Stray Dog
(NORA INU) 1949

Director: Akira Kurosawa

Reviewed by Paghat the Ratgirl

Stray Dog A young Tokyo police detective Murakami (Toshiro Mifune) has lost his gun on the crowded train, to a pickpocket, in the opening scenes of Stray Dog (Nora inu, 1949).

He's devastated by his own ineptitude, ready & willing to resign his position. While his bosses decide whether or not to sack him, he's given quiet support throughout the force to try to get the gun back before it is used in some crime.

He begins trailing Ogin (Teruko Kishi), a notorious train pickpocket, famous before the war for her beauty & her perfect kimonos. Now she's worn down, in modern dresses, still plying her trade.

She's no the culprit, but Murakami figures she knows something. She can't ply her trade when every time she looks up the detective is nearby.

Eventually she snaps & gives him his first clue, about where a gun like his would find its way to the "gun rental" underground.

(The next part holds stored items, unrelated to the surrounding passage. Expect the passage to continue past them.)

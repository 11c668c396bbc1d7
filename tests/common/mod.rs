//! Shared utilities for integration testing.

#![allow(dead_code)]

use std::net::SocketAddr;
use std::sync::{Arc, Mutex};
use std::time::Duration;

use async_trait::async_trait;
use axum::{
    extract::{Request, State},
    http::{HeaderMap, Method, StatusCode},
    response::IntoResponse,
    routing::get,
    Json, Router,
};
use serde_json::json;
use tokio::io::{AsyncReadExt, AsyncWriteExt};
use tokio::net::{TcpListener, TcpStream};

use edge_gateway::auth::{CredentialVerifier, UserIdentity};
use edge_gateway::config::ServiceConfig;
use edge_gateway::http::RequestIds;
use edge_gateway::{GatewayConfig, GatewayError, GatewayServer, Shutdown};

/// What a mock upstream saw.
#[derive(Debug, Clone)]
pub struct CapturedRequest {
    pub method: Method,
    pub path: String,
    pub query: Option<String>,
    pub headers: HeaderMap,
}

#[derive(Clone)]
struct UpstreamState {
    captured: Arc<Mutex<Vec<CapturedRequest>>>,
    delay: Option<Duration>,
}

/// Mock backend recording every request it receives.
pub struct MockUpstream {
    pub addr: SocketAddr,
    captured: Arc<Mutex<Vec<CapturedRequest>>>,
}

impl MockUpstream {
    pub async fn start() -> Self {
        Self::start_with_delay(None).await
    }

    /// Backend that sleeps before answering anything but `/health`.
    pub async fn start_slow(delay: Duration) -> Self {
        Self::start_with_delay(Some(delay)).await
    }

    async fn start_with_delay(delay: Option<Duration>) -> Self {
        let captured = Arc::new(Mutex::new(Vec::new()));
        let state = UpstreamState {
            captured: captured.clone(),
            delay,
        };

        let app = Router::new()
            .route("/health", get(|| async { Json(json!({ "status": "healthy" })) }))
            .fallback(record)
            .with_state(state);

        let listener = TcpListener::bind("127.0.0.1:0").await.unwrap();
        let addr = listener.local_addr().unwrap();
        tokio::spawn(async move {
            let _ = axum::serve(listener, app).await;
        });

        Self { addr, captured }
    }

    pub fn url(&self) -> String {
        format!("http://{}", self.addr)
    }

    pub fn requests(&self) -> Vec<CapturedRequest> {
        self.captured.lock().unwrap().clone()
    }

    pub fn last(&self) -> CapturedRequest {
        self.requests().pop().expect("upstream saw no requests")
    }
}

async fn record(State(state): State<UpstreamState>, request: Request) -> impl IntoResponse {
    let captured = CapturedRequest {
        method: request.method().clone(),
        path: request.uri().path().to_string(),
        query: request.uri().query().map(str::to_string),
        headers: request.headers().clone(),
    };
    state.captured.lock().unwrap().push(captured.clone());

    if let Some(delay) = state.delay {
        tokio::time::sleep(delay).await;
    }

    (
        StatusCode::OK,
        [("connection", "keep-alive"), ("x-upstream", "mock")],
        Json(json!({
            "upstream": true,
            "path": captured.path,
            "user_id": captured.headers.get("x-user-id").and_then(|v| v.to_str().ok()),
        })),
    )
}

/// Address nothing listens on.
pub async fn closed_port_url() -> String {
    let listener = TcpListener::bind("127.0.0.1:0").await.unwrap();
    let addr = listener.local_addr().unwrap();
    drop(listener);
    format!("http://{}", addr)
}

/// Verifier with two fixed accounts, both with password `secret`.
pub struct StubVerifier;

pub const ADMIN_EMAIL: &str = "admin@example.com";
pub const USER_EMAIL: &str = "user@example.com";
pub const PASSWORD: &str = "secret";

#[async_trait]
impl CredentialVerifier for StubVerifier {
    async fn verify(
        &self,
        email: &str,
        password: &str,
        _ids: &RequestIds,
    ) -> Result<UserIdentity, GatewayError> {
        if password != PASSWORD {
            return Err(GatewayError::InvalidCredentials);
        }
        let (id, name, role) = match email {
            ADMIN_EMAIL => (1, "Ada", "admin"),
            USER_EMAIL => (2, "Linus", "user"),
            _ => return Err(GatewayError::InvalidCredentials),
        };
        Ok(UserIdentity {
            id,
            name: name.to_string(),
            email: email.to_string(),
            role: role.to_string(),
        })
    }
}

/// Default config with every service pointed at `upstream`.
pub fn config_for(upstream: &str) -> GatewayConfig {
    let mut config = GatewayConfig::default();
    config.services = ["user", "product", "order"]
        .into_iter()
        .map(|name| ServiceConfig::new(name, upstream))
        .collect();
    config.observability.metrics_enabled = false;
    config
}

/// A running gateway bound to an ephemeral port.
pub struct TestGateway {
    pub addr: SocketAddr,
    pub client: reqwest::Client,
    shutdown: Shutdown,
}

impl TestGateway {
    pub async fn spawn(config: GatewayConfig) -> Self {
        let server = GatewayServer::builder(config)
            .credential_verifier(Arc::new(StubVerifier))
            .build()
            .await
            .unwrap();

        let listener = TcpListener::bind("127.0.0.1:0").await.unwrap();
        let addr = listener.local_addr().unwrap();
        let shutdown = Shutdown::new();
        let server_shutdown = shutdown.clone();
        tokio::spawn(async move {
            let _ = server.run(listener, server_shutdown).await;
        });

        let client = reqwest::Client::builder()
            .no_proxy()
            .build()
            .unwrap();

        Self {
            addr,
            client,
            shutdown,
        }
    }

    pub fn url(&self, path: &str) -> String {
        format!("http://{}{}", self.addr, path)
    }

    /// Log in and return the session id.
    pub async fn login(&self, email: &str) -> String {
        let response = self
            .client
            .post(self.url("/api/v1/auth/login"))
            .json(&json!({ "email": email, "password": PASSWORD }))
            .send()
            .await
            .unwrap();
        assert_eq!(response.status(), 200);
        let body: serde_json::Value = response.json().await.unwrap();
        body["data"]["session_id"].as_str().unwrap().to_string()
    }

    pub fn stop(&self) {
        self.shutdown.trigger();
    }

    /// Send `GET <target>` verbatim over a fresh connection, bypassing client
    /// URL normalization. Returns the status code and the raw body.
    pub async fn raw_get(&self, target: &str) -> (u16, String) {
        let mut stream = TcpStream::connect(self.addr).await.unwrap();
        let request = format!(
            "GET {} HTTP/1.1\r\nHost: {}\r\nConnection: close\r\n\r\n",
            target, self.addr
        );
        stream.write_all(request.as_bytes()).await.unwrap();

        let mut raw = Vec::new();
        stream.read_to_end(&mut raw).await.unwrap();
        let text = String::from_utf8_lossy(&raw).into_owned();
        let status = text
            .split_whitespace()
            .nth(1)
            .and_then(|code| code.parse().ok())
            .unwrap();
        let body = text
            .split_once("\r\n\r\n")
            .map(|(_, body)| body.to_string())
            .unwrap_or_default();
        (status, body)
    }
}

impl Drop for TestGateway {
    fn drop(&mut self) {
        self.shutdown.trigger();
    }
}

Stray Dog It's a relentlessly hot summer week. Indeed, the very first scene we see when the film starts is an unwholesome looking dog panting wildly, & the symbol of the Stray Dog soon becomes humanized.

Characters are sweating furiously, wiping their necks with rags, fanning, trying to cool off.

Our hero wanders the crime-ridden post-war neighborhoods of destitution & desparation & degradation populated by unemployed laborers, tramps, prostitutes, thieves & yakuza, but also a world of lost souls who cling however timidly to old dreams.

The view of poverty & criminality at this time in Japanese history is all too convincing, even if curiously attractive due to the stunning combination of film noir & cinema verite photography of the highest order of art. Having been filmed during the Occupation, many of these street scenes are true location shots, historical revelations in themselves.

Stray Dog When his gun is used in a crime, he joins senior officer Sato Abe (the great character actor Takeshi Shimura) on the new case. Murakami's warm mentoring by Sato is recurring theme in Kurosawa films, as in Red Beard (Akehage, 1965) wherein Mifune is the mentor. It's fascinating to see him as a young actor in the rookie position.

The young man Yusa (Isao Kimura) who has the gun has survived war terrors & now lives in a shack behind his sister's place. He's depressed -- today we might recognize his condition as post traumatic stress -- & losing what little is left of his equilibrium.

He has already shot & injured two people, & bound to do worse. He's lashing out irrationally, a dangerous man, though one we can feel sad for rather than despise.

Murakami is getting pretty gloomy, too, at the hopelessness of tracking down a single weapon, overwhelmed by his own responsibility.

The tale works for its police procedural content, for its dispirting film noir attitude, & as a series of brilliant character stories at a painful moment in Japanese history. The tale builds in suspense until it reaches an action-crescendo with Detective Abe wounded & Murakami unwilling to stop his final pursuit of Yusa even if it gets him shot point-blank by the pitiful madman.

A great film, deserving to be placed on lists of the world's best film noirs. Not to mention, great hats.